A red kangaroo looking unamused at Brian's photography...

And a Princess Parrot in one of the many aviaries.

There you have it, an amazing week in a nutshell. These are only the best of the best photos. If you'd like to see more, I highly recommend you watch the slideshow of photos on my Red Centre web album.

Thursday, October 09, 2008


Brian and I just returned from nine days in New Zealand. Aotearoa, by the way, means Land of the Long White Cloud and is the indigenous Māori name for New Zealand. The ACTS (Australasian Campuses Towards Sustainability) Conference was held in Christchurch and this was my third year attending this conference, so I wasn’t going to pass up the opportunity to go again AND get a holiday in New Zealand at the same time! The trip was delightful – the conference was terrific and the south island of NZ is every bit as amazing as I’d heard. A few photos from the trip (though not the best quality; our camera is still acting up).

The view from the gondola outside of Christchurch overlooking the Banks Peninsula.

The Avon. Christchurch is all around a very British-inspired city.

I convinced Brian to take me punting on the Avon.

We took the TranzAlpine Train out of Christchurch on the east coast across Arthur's Pass to Greymouth on the west coast.

Some of the stunning mountain views from the train.

More spectacular views from the train.

Taking it all in.

An art display in Christchurch that tickled our fancy - a tribute to the once popular petrol fueled car :)

Several afternoons were spent exploring the Botanic Gardens.

Tulips and architecture - a great combination.

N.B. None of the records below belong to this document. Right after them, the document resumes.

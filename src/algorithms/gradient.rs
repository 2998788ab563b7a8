//! Per-user and per-item gradients of the ListRank-MF objective.
//!
//! Both sides measure the predicted distribution through `exp(sigmoid(score))`
//! rather than the `exp(score)` used by [`compute_loss`](super::compute_loss).

use nalgebra::DVector;

use crate::error::TrainError;
use crate::models::{FeatureMatrix, RatingEntry, RatingMatrix, RatingMatrixTranspose};
use crate::utils::{sigmoid, sigmoid_prime};

use super::predict;

/// Softmax normalisers of one user's rated items.
#[derive(Debug, Clone, Copy)]
struct Denominators {
    predicted: f64,
    rating: f64,
}

impl Denominators {
    fn compute(
        user_features: &[f64],
        items: &FeatureMatrix,
        entries: &[RatingEntry],
    ) -> Result<Self, TrainError> {
        let mut predicted = 0.0;
        let mut rating = 0.0;

        for entry in entries {
            let score = predict(user_features, item_row(items, entry.item)?);
            predicted += sigmoid(score).exp();
            rating += entry.rating.exp();
        }

        Ok(Self { predicted, rating })
    }

    /// Scale applied to the partner vector for one (user, item) rating.
    fn multiplier(&self, score: f64, rating: f64) -> f64 {
        sigmoid_prime(score)
            * (sigmoid(score).exp() / self.predicted - rating.exp() / self.rating)
    }
}

/// Writes the gradient of the objective with respect to `users[user]` into
/// `gradient`, overwriting its previous contents.
pub fn compute_gradient_ui(
    users: &FeatureMatrix,
    items: &FeatureMatrix,
    gradient: &mut DVector<f64>,
    user: usize,
    ratings: &RatingMatrix,
    lambda: f64,
) -> Result<(), TrainError> {
    let entries = ratings
        .user(user)
        .ok_or_else(|| TrainError::user_out_of_range(user, ratings.num_users()))?;
    if entries.is_empty() {
        return Err(TrainError::EmptyRatingSet { user });
    }

    let user_features = user_row(users, user)?;
    let denominators = Denominators::compute(user_features.as_slice(), items, entries)?;

    gradient.fill(0.0);

    for entry in entries {
        let item_features = items
            .row(entry.item)
            .ok_or_else(|| TrainError::item_out_of_range(entry.item, items.len()))?;
        let score = predict(user_features.as_slice(), item_features.as_slice());
        let multiplier = denominators.multiplier(score, entry.rating);

        gradient.axpy(multiplier, item_features, 1.0);
    }

    gradient.axpy(lambda, user_features, 1.0);

    Ok(())
}

/// Writes the gradient of the objective with respect to `items[item]` into
/// `gradient`, overwriting its previous contents.
///
/// Each rater's denominators span all of that rater's items and are
/// recomputed here, using the current (already swept) user vectors.
pub fn compute_gradient_vj(
    users: &FeatureMatrix,
    items: &FeatureMatrix,
    gradient: &mut DVector<f64>,
    item: usize,
    ratings: &RatingMatrix,
    transpose: &RatingMatrixTranspose,
    lambda: f64,
) -> Result<(), TrainError> {
    let raters = transpose
        .item(item)
        .ok_or_else(|| TrainError::item_out_of_range(item, transpose.num_items()))?;
    let item_features = items
        .row(item)
        .ok_or_else(|| TrainError::item_out_of_range(item, items.len()))?;

    gradient.fill(0.0);

    for rater in raters {
        let entries = ratings
            .user(rater.user)
            .ok_or_else(|| TrainError::user_out_of_range(rater.user, ratings.num_users()))?;
        let user_features = user_row(users, rater.user)?;

        let denominators = Denominators::compute(user_features.as_slice(), items, entries)?;
        let score = predict(user_features.as_slice(), item_features.as_slice());
        let multiplier = denominators.multiplier(score, rater.rating);

        gradient.axpy(multiplier, user_features, 1.0);
    }

    gradient.axpy(lambda, item_features, 1.0);

    Ok(())
}

fn user_row(users: &FeatureMatrix, user: usize) -> Result<&DVector<f64>, TrainError> {
    users
        .row(user)
        .ok_or_else(|| TrainError::user_out_of_range(user, users.len()))
}

fn item_row(items: &FeatureMatrix, item: usize) -> Result<&[f64], TrainError> {
    items
        .row(item)
        .map(|row| row.as_slice())
        .ok_or_else(|| TrainError::item_out_of_range(item, items.len()))
}
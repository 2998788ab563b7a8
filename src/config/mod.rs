use serde::{Deserialize, Serialize};

#[derive(Debug, Clone, Default, PartialEq, Serialize, Deserialize)]
#[serde(default)]
pub struct Config {
    pub training: TrainingConfig,
    pub logging: LoggingConfig,
}

/// Hyperparameters of a ListRank-MF run.
#[derive(Debug, Clone, PartialEq, Serialize, Deserialize)]
#[serde(default)]
pub struct TrainingConfig {
    /// Number of latent features per user and item vector.
    pub latent_dim: usize,
    pub learning_rate: f64,
    /// L2 regularization strength.
    pub lambda: f64,
    /// Minimum loss improvement required to keep iterating.
    pub eps: f64,
    /// Upper bound on loss evaluations; 0 means run until convergence.
    pub max_iterations: usize,
    /// Draw starting features from uniform [0, 1) instead of keeping them.
    pub initialize: bool,
    pub seed: u64,
}

#[derive(Debug, Clone, PartialEq, Serialize, Deserialize)]
#[serde(default)]
pub struct LoggingConfig {
    pub level: String,
}

impl Default for TrainingConfig {
    fn default() -> Self {
        Self {
            latent_dim: 10,
            learning_rate: 0.1,
            lambda: 0.01,
            eps: 1e-4,
            max_iterations: 1000,
            initialize: true,
            seed: 42,
        }
    }
}

impl Default for LoggingConfig {
    fn default() -> Self {
        Self {
            level: "info".to_string(),
        }
    }
}

impl TrainingConfig {
    pub fn with_latent_dim(mut self, latent_dim: usize) -> Self {
        self.latent_dim = latent_dim;
        self
    }

    pub fn with_learning_rate(mut self, learning_rate: f64) -> Self {
        self.learning_rate = learning_rate;
        self
    }

    pub fn with_lambda(mut self, lambda: f64) -> Self {
        self.lambda = lambda;
        self
    }

    pub fn with_eps(mut self, eps: f64) -> Self {
        self.eps = eps;
        self
    }

    pub fn with_max_iterations(mut self, max_iterations: usize) -> Self {
        self.max_iterations = max_iterations;
        self
    }

    pub fn with_initialize(mut self, initialize: bool) -> Self {
        self.initialize = initialize;
        self
    }

    pub fn with_seed(mut self, seed: u64) -> Self {
        self.seed = seed;
        self
    }
}

impl Config {
    /// Loads a config file and overlays `LISTRANK_*` environment variables,
    /// e.g. `LISTRANK_TRAINING__LEARNING_RATE=0.05`.
    pub fn from_file(path: &str) -> anyhow::Result<Self> {
        let settings = config::Config::builder()
            .add_source(config::File::with_name(path))
            .add_source(
                config::Environment::with_prefix("LISTRANK")
                    .prefix_separator("_")
                    .separator("__"),
            )
            .build()?;

        Ok(settings.try_deserialize()?)
    }
}
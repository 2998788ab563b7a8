use nalgebra::DVector;

pub trait Optimizer: Send + Sync {
    fn update(&mut self, params: &mut DVector<f64>, gradients: &DVector<f64>);
    fn reset(&mut self);
}

/// Plain gradient descent: `params -= learning_rate * gradients`.
#[derive(Debug, Clone)]
pub struct SGD {
    learning_rate: f64,
}

impl SGD {
    pub fn new(learning_rate: f64) -> Self {
        Self { learning_rate }
    }
}

impl Optimizer for SGD {
    fn update(&mut self, params: &mut DVector<f64>, gradients: &DVector<f64>) {
        params.axpy(-self.learning_rate, gradients, 1.0);
    }

    fn reset(&mut self) {
        // SGD doesn't maintain state
    }
}
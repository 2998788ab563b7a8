pub mod algorithms;
pub mod config;
pub mod dataset;
pub mod error;
pub mod models;
pub mod utils;

pub use algorithms::{predict, train, ListRankMf, TerminationReason, TrainingReport};
pub use config::{Config, TrainingConfig};
pub use error::{ParseError, TrainError};
pub use models::*;

use tracing_subscriber::EnvFilter;

/// Installs the global `tracing` subscriber, writing to stderr.
///
/// `RUST_LOG` wins over `default_level` when it is set.
pub fn init_tracing(default_level: &str) {
    let filter = EnvFilter::try_from_default_env()
        .unwrap_or_else(|_| EnvFilter::new(default_level));

    tracing_subscriber::fmt()
        .with_env_filter(filter)
        .with_writer(std::io::stderr)
        .init();
}
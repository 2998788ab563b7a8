use serde::{Deserialize, Serialize};

pub mod features;

pub use features::{FeatureMatrix, TrainedModel};

/// A single rating given by a user, keyed by the dense item index.
#[derive(Debug, Clone, Copy, PartialEq, Serialize, Deserialize)]
pub struct RatingEntry {
    pub item: usize,
    pub rating: f64,
}

/// A single rating of an item, keyed by the dense user index.
#[derive(Debug, Clone, Copy, PartialEq, Serialize, Deserialize)]
pub struct UserRating {
    pub user: usize,
    pub rating: f64,
}

/// Per-user lists of ratings. Row `u` holds every rating user `u` gave.
#[derive(Debug, Clone, Default, PartialEq, Serialize, Deserialize)]
pub struct RatingMatrix {
    rows: Vec<Vec<RatingEntry>>,
}

/// Per-item lists of ratings, the exact mirror of a [`RatingMatrix`].
#[derive(Debug, Clone, Default, PartialEq)]
pub struct RatingMatrixTranspose {
    columns: Vec<Vec<UserRating>>,
}

impl RatingEntry {
    pub fn new(item: usize, rating: f64) -> Self {
        Self { item, rating }
    }
}

impl RatingMatrix {
    pub fn new() -> Self {
        Self::default()
    }

    pub fn from_rows(rows: Vec<Vec<RatingEntry>>) -> Self {
        Self { rows }
    }

    /// Appends a user and returns its dense index.
    pub fn push_user(&mut self, ratings: Vec<RatingEntry>) -> usize {
        self.rows.push(ratings);
        self.rows.len() - 1
    }

    pub fn num_users(&self) -> usize {
        self.rows.len()
    }

    /// `1 + max item index`, or 0 when there are no ratings at all.
    ///
    /// Saturates at `usize::MAX`; training rejects that index before
    /// allocating item rows.
    pub fn num_items(&self) -> usize {
        self.rows
            .iter()
            .flatten()
            .map(|entry| entry.item.saturating_add(1))
            .max()
            .unwrap_or(0)
    }

    pub fn num_ratings(&self) -> usize {
        self.rows.iter().map(Vec::len).sum()
    }

    pub fn is_empty(&self) -> bool {
        self.rows.is_empty()
    }

    pub fn user(&self, user: usize) -> Option<&[RatingEntry]> {
        self.rows.get(user).map(Vec::as_slice)
    }

    pub fn iter(&self) -> impl Iterator<Item = &[RatingEntry]> {
        self.rows.iter().map(Vec::as_slice)
    }

    /// Builds the item-major mirror of this matrix.
    ///
    /// Users are visited in index order, so every item column lists its raters
    /// by ascending user index.
    pub fn transpose(&self) -> RatingMatrixTranspose {
        let mut columns: Vec<Vec<UserRating>> = vec![Vec::new(); self.num_items()];

        for (user, ratings) in self.rows.iter().enumerate() {
            for entry in ratings {
                columns[entry.item].push(UserRating {
                    user,
                    rating: entry.rating,
                });
            }
        }

        RatingMatrixTranspose { columns }
    }
}

impl From<Vec<Vec<(usize, f64)>>> for RatingMatrix {
    fn from(rows: Vec<Vec<(usize, f64)>>) -> Self {
        Self::from_rows(
            rows.into_iter()
                .map(|row| {
                    row.into_iter()
                        .map(|(item, rating)| RatingEntry::new(item, rating))
                        .collect()
                })
                .collect(),
        )
    }
}

impl RatingMatrixTranspose {
    pub fn num_items(&self) -> usize {
        self.columns.len()
    }

    pub fn item(&self, item: usize) -> Option<&[UserRating]> {
        self.columns.get(item).map(Vec::as_slice)
    }

    pub fn iter(&self) -> impl Iterator<Item = &[UserRating]> {
        self.columns.iter().map(Vec::as_slice)
    }
}
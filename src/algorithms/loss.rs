//! The ListRank-MF objective.
//!
//! For every user, the ratings and the predicted scores each induce a top-1
//! probability distribution over that user's rated items (a softmax). The loss
//! is the cross-entropy between the two, summed over users, plus an L2 penalty
//! on every feature component.

use crate::error::TrainError;
use crate::models::{FeatureMatrix, RatingMatrix};
use crate::utils::validation::validate_coverage;

use super::predict;

pub fn compute_loss(
    users: &FeatureMatrix,
    items: &FeatureMatrix,
    ratings: &RatingMatrix,
    lambda: f64,
) -> Result<f64, TrainError> {
    validate_coverage(ratings, users, items)?;

    let mut loss = 0.0;

    for (user, entries) in ratings.iter().enumerate() {
        if entries.is_empty() {
            return Err(TrainError::EmptyRatingSet { user });
        }

        let user_features = users
            .row(user)
            .ok_or_else(|| TrainError::user_out_of_range(user, users.len()))?
            .as_slice();

        let mut predicted_denominator = 0.0;
        let mut rating_denominator = 0.0;

        for entry in entries {
            let item_features = item_row(items, entry.item)?;
            predicted_denominator += predict(user_features, item_features).exp();
            rating_denominator += entry.rating.exp();
        }

        for entry in entries {
            let item_features = item_row(items, entry.item)?;
            let score = predict(user_features, item_features);
            loss -= entry.rating.exp() / rating_denominator
                * (score.exp() / predicted_denominator).ln();
        }
    }

    loss += regularization(users, items, lambda);

    Ok(loss)
}

/// `(lambda / 2) * ||U||² + (lambda / 2) * ||V||²`
pub fn regularization(users: &FeatureMatrix, items: &FeatureMatrix, lambda: f64) -> f64 {
    lambda / 2.0 * (users.squared_norm() + items.squared_norm())
}

fn item_row(items: &FeatureMatrix, item: usize) -> Result<&[f64], TrainError> {
    items
        .row(item)
        .map(|row| row.as_slice())
        .ok_or_else(|| TrainError::item_out_of_range(item, items.len()))
}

The architecture was one of the things we really liked about Christchurch. It gave the city a lot of character; much older than Canberra. The Kiwis were all very friendly (the people, not the birds or the fruit) and for the first time in years, we had proper Mexican food! Not sure how it ended up in Christchurch but we had two dinners at a respectably authentic Mexican restaurant. Yay! So much we didn't get to see - I can definitely envision another trip to NZ!